Local se tornou ponto tradicional de oferenda de religiões de matriz africana

12/04 às 12h06 – Atualizada em 12/04 às 12h08

 

O projeto de urbanizar o local conhecido  como Curva do S, no Parque Nacional da Tijuca, no Rio, para transformá-lo oficialmente em um ponto de oferenda religiosa será retomado pela Secretaria de Estado do Ambiente. O anúncio foi feito pelo secretário Carlos Portinho, empossado recentemente, depois de o projeto ter sido paralisado com a troca de comando na pasta, em fevereiro, quando assumiu Índio da Costa. O local, ao lado da Avenida Edson Passos, no Alto da Boa Vista, já é um ponto tradicional de oferenda de religiões de matriz africana.

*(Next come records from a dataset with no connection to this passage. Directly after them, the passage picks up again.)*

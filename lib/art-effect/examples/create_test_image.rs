/// Writes data/test.png for the other demos
/// Usage: cargo run -p art-effect --example create_test_image
use art_effect::Raster;
use image::Rgb;

fn main() -> anyhow::Result<()> {
    let (width, height) = (640, 480);

    // Gradients with a checker overlay give the edge filters something to find.
    let img = Raster::from_fn(width, height, |x, y| {
        let r = (x * 255 / width) as u8;
        let g = (y * 255 / height) as u8;
        let b = ((x + y) * 255 / (width + height)) as u8;
        if (x / 40 + y / 40) % 2 == 0 { Rgb([r, g, b]) } else { Rgb([b, r, g]) }
    });

    std::fs::create_dir_all("data")?;
    img.save("data/test.png")?;
    println!("Created data/test.png");
    Ok(())
}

O deputado estadual Carlos Minc, ex-secretário do Ambiente, explica que o projeto do Espaço Sagrado da Curva do S é fruto de oito anos de conversas com representantes das religiões afro-brasileiras, que levaram à criação do Decálogo das Oferendas, texto voltado para a educação ambiental e religiosa, tendo em vista o risco ambiental que oferendas podem causar, devido ao uso de elementos como velas, carcaças de animais, garrafas de vidro e potes de barro. De acordo com ele, o projeto foi paralisado por questões políticas.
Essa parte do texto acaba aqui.